Isabelle, a not-so-fictional character based not so loosely on Thompson herself, is languishing in Bondi, ‘lost in that Down Under continent where she had tumbled in perpetual exile.’ At first Isabelle wants to dismiss the letter as fan mail. After all, she is used to admirers. Isabelle, like Victoria Thompson herself, is a former model, actress and a great beauty. She is basking in the success of her bestseller Losing Alexandria. This is one of many self-reflexive moments that suggest there is more to this so-called novel than meets the eye, a tantalising truth beating at the edges of the book like a bird trapped in a kitchen -literally dying to get out.
Isabelle — a fan of Chopin, Byron, and the poet Cavafy — is seduced by the admirer’s melancholy: ‘We may never meet, but I wish we had.’ She answers his letter, and in doing so seals her fate. A passionate long-distance love blossoms between the mysterious Olivier and the damaged Isabelle with unforeseen consequences for both.

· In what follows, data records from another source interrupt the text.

//! HTTP server hosting the governed routes.

use std::future::Future;
use std::net::SocketAddr;

use axum::Router;
use tokio::net::TcpListener;
use tracing::{error, info};

use crate::error::{Result, TollgateError};

/// HTTP server bound to a listener.
pub struct HttpServer {
    /// Bound listener
    listener: TcpListener,
    /// Routes with governance layers applied
    router: Router,
}

impl HttpServer {
    /// Bind the listener. Port 0 picks a free port.
    pub async fn bind(addr: SocketAddr, router: Router) -> Result<Self> {
        let listener = TcpListener::bind(addr).await.map_err(|e| {
            error!(addr = %addr, error = %e, "Failed to bind HTTP listener");
            TollgateError::Io(e)
        })?;
        Ok(Self { listener, router })
    }

    /// The address actually bound.
    pub fn local_addr(&self) -> Result<SocketAddr> {
        Ok(self.listener.local_addr()?)
    }

    /// Serve until the process is killed.
    pub async fn serve(self) -> Result<()> {
        self.serve_with_shutdown(std::future::pending()).await
    }

    /// Serve until `signal` resolves, then drain in-flight requests.
    pub async fn serve_with_shutdown<F>(self, signal: F) -> Result<()>
    where
        F: Future<Output = ()> + Send + 'static,
    {
        info!(addr = %self.local_addr()?, "Starting HTTP server");

        // Connection info feeds per-address rate limit keys.
        let service = self
            .router
            .into_make_service_with_connect_info::<SocketAddr>();

        axum::serve(self.listener, service)
            .with_graceful_shutdown(signal)
            .await
            .map_err(|e| {
                error!(error = %e, "HTTP server failed");
                TollgateError::Http(e.to_string())
            })
    }
}

#[cfg(test)]
mod tests {
    use super::*;
    use crate::config::RateLimitingConfig;
    use crate::http::routes::router;
    use crate::ratelimit::{Governance, TierOverrides};
    use crate::store::{MemoryStore, StoreHandle};
    use tokio::io::{AsyncReadExt, AsyncWriteExt};
    use tokio::net::TcpStream;
    use tokio::sync::oneshot;

    async fn raw_get(addr: SocketAddr, path: &str) -> String {
        let mut stream = TcpStream::connect(addr).await.unwrap();
        let request = format!("GET {path} HTTP/1.1\r\nHost: localhost\r\nConnection: close\r\n\r\n");
        stream.write_all(request.as_bytes()).await.unwrap();

        let mut response = String::new();
        stream.read_to_string(&mut response).await.unwrap();
        response
    }

    #[tokio::test]
    async fn test_server_serves_and_shuts_down() {
        let handle = StoreHandle::from_memory(MemoryStore::new());
        let governance = Governance::build(
            &RateLimitingConfig::default(),
            &TierOverrides::default(),
            &handle,
        );
        let server = HttpServer::bind("127.0.0.1:0".parse().unwrap(), router(&governance, false))
            .await
            .unwrap();
        let addr = server.local_addr().unwrap();

        let (tx, rx) = oneshot::channel::<()>();
        let task = tokio::spawn(server.serve_with_shutdown(async {
            let _ = rx.await;
        }));

        let health = raw_get(addr, "/health").await;
        assert!(health.starts_with("HTTP/1.1 200"));

        // Listed routes carry the standard tier headers keyed by peer address.
        let listings = raw_get(addr, "/api/listings").await;
        assert!(listings.starts_with("HTTP/1.1 200"));
        assert!(listings.to_ascii_lowercase().contains("ratelimit-remaining: 59"));

        tx.send(()).unwrap();
        task.await.unwrap().unwrap();
    }

    #[tokio::test]
    async fn test_bind_conflict_is_an_error() {
        let first = HttpServer::bind("127.0.0.1:0".parse().unwrap(), Router::new())
            .await
            .unwrap();
        let addr = first.local_addr().unwrap();

        assert!(HttpServer::bind(addr, Router::new()).await.is_err());
    }
}
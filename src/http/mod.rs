//! HTTP surface: request interception, 429 rendering and the server.

mod context;
mod middleware;
mod response;
pub mod routes;
mod server;

pub use context::request_context;
pub use middleware::{govern, ChainOutcome, GovernorChain};
pub use response::{apply_headers, rejection_response};
pub use server::HttpServer;
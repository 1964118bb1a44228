pub mod drive;

pub use drive::{DriveConfig, DriveOdometry, DriveSubsystem};

use crate::command::CommandError;
use crate::hal::ActuatorChannel;
use crate::scheduler::SchedulerError;
use core::fmt;
use heapless::Vec;
use serde::{Deserialize, Serialize};
use std::cell::{Ref, RefCell, RefMut};
use std::rc::Rc;

pub const MAX_SUBSYSTEMS: usize = 16;
pub const MAX_REQUIREMENTS: usize = 4;

static_assertions::const_assert!(MAX_SUBSYSTEMS <= u8::MAX as usize);
static_assertions::const_assert!(MAX_REQUIREMENTS <= MAX_SUBSYSTEMS);

/// Registration slot of a subsystem inside one scheduler.
#[derive(Debug, Clone, Copy, PartialEq, Eq, Hash, PartialOrd, Ord, Serialize, Deserialize)]
pub struct SubsystemId(u8);

impl SubsystemId {
    pub(crate) const fn new(index: u8) -> Self {
        Self(index)
    }

    pub const fn index(self) -> usize {
        self.0 as usize
    }
}

impl fmt::Display for SubsystemId {
    fn fmt(&self, f: &mut fmt::Formatter<'_>) -> fmt::Result {
        write!(f, "subsystem#{}", self.0)
    }
}

/// Long-lived owner of a group of actuator channels.
pub trait Subsystem {
    fn name(&self) -> &'static str;

    /// Channels this subsystem writes. No two registered subsystems may
    /// share a channel.
    fn actuators(&self) -> &[ActuatorChannel] {
        &[]
    }

    /// Runs once per cycle after the hardware read and before any command.
    /// Must read sensors through the cached snapshot only.
    fn periodic(&mut self) {}
}

/// Typed, shareable reference to a registered subsystem.
pub struct SubsystemHandle<S: ?Sized> {
    id: SubsystemId,
    inner: Rc<RefCell<S>>,
}

impl<S: ?Sized> SubsystemHandle<S> {
    pub(crate) fn new(id: SubsystemId, inner: Rc<RefCell<S>>) -> Self {
        Self { id, inner }
    }

    pub fn id(&self) -> SubsystemId {
        self.id
    }

    pub fn borrow(&self) -> Ref<'_, S> {
        self.inner.borrow()
    }

    pub fn borrow_mut(&self) -> RefMut<'_, S> {
        self.inner.borrow_mut()
    }

    /// Non-panicking `borrow` for use inside command lifecycle methods.
    ///
    /// # Errors
    /// `CommandError::SubsystemBusy` while a mutable borrow is alive.
    pub fn try_borrow(&self) -> Result<Ref<'_, S>, CommandError> {
        self.inner.try_borrow().map_err(|_| CommandError::SubsystemBusy(self.id))
    }

    /// # Errors
    /// `CommandError::SubsystemBusy` while any other borrow is alive.
    pub fn try_borrow_mut(&self) -> Result<RefMut<'_, S>, CommandError> {
        self.inner.try_borrow_mut().map_err(|_| CommandError::SubsystemBusy(self.id))
    }
}

impl<S: ?Sized> Clone for SubsystemHandle<S> {
    fn clone(&self) -> Self {
        Self {
            id: self.id,
            inner: Rc::clone(&self.inner),
        }
    }
}

impl<S: ?Sized> fmt::Debug for SubsystemHandle<S> {
    fn fmt(&self, f: &mut fmt::Formatter<'_>) -> fmt::Result {
        f.debug_struct("SubsystemHandle").field("id", &self.id).finish()
    }
}

/// Requirement set of a command. Duplicates are ignored.
#[derive(Debug, Clone, Default, PartialEq, Eq)]
pub struct SubsystemSet(Vec<SubsystemId, MAX_REQUIREMENTS>);

impl SubsystemSet {
    pub fn new() -> Self {
        Self(Vec::new())
    }

    pub fn of(id: SubsystemId) -> Self {
        let mut set = Self::new();
        let _ = set.0.push(id);
        set
    }

    /// # Errors
    /// `SchedulerError::TooManyRequirements` when more than
    /// `MAX_REQUIREMENTS` distinct subsystems are listed.
    pub fn from_ids(ids: &[SubsystemId]) -> Result<Self, SchedulerError> {
        let mut set = Self::new();
        for &id in ids {
            set.insert(id)?;
        }
        Ok(set)
    }

    /// # Errors
    /// `SchedulerError::TooManyRequirements` when the set is full.
    pub fn insert(&mut self, id: SubsystemId) -> Result<(), SchedulerError> {
        if self.contains(id) {
            return Ok(());
        }
        self.0.push(id).map_err(|_| SchedulerError::TooManyRequirements)
    }

    pub fn contains(&self, id: SubsystemId) -> bool {
        self.0.contains(&id)
    }

    pub fn intersects(&self, other: &SubsystemSet) -> bool {
        self.0.iter().any(|&id| other.contains(id))
    }

    pub fn iter(&self) -> impl Iterator<Item = SubsystemId> + '_ {
        self.0.iter().copied()
    }

    pub fn len(&self) -> usize {
        self.0.len()
    }

    pub fn is_empty(&self) -> bool {
        self.0.is_empty()
    }
}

Olivier reads and rereads Isabelle’s book and in it finds a link to a kindred spirit and also to his own past: the imprisonment and tragic death of his Zionist mother, and to Alexandria itself – troubled city of dark alleys and unsavoury secrets. On the other side of the globe, Isabelle, sequestered in an unhappy marriage, falls for a mind as keen, and a soul as keening as her own.
Thompson has the chops to keep this story from softening into the sentimental mush suggested by its premise. Apart from the occasional lapse into meandering if informative riffs on animal rights or the evils of modern medicine, City of Longing is rigorously researched and teasingly paced. Its gratification is strategically delayed as to seem almost hallucinatory. But reader beware. This is no dream. In spite of the bewitching detours along the way — E. M Forster’s infatuation with the inimitable Cavafy, Lawrence Durrell’s tragic and destructive relationship with his daughter, Mary Shelley’s lovelorn creation, and above all Antony and Cleopatra — reality bites hard.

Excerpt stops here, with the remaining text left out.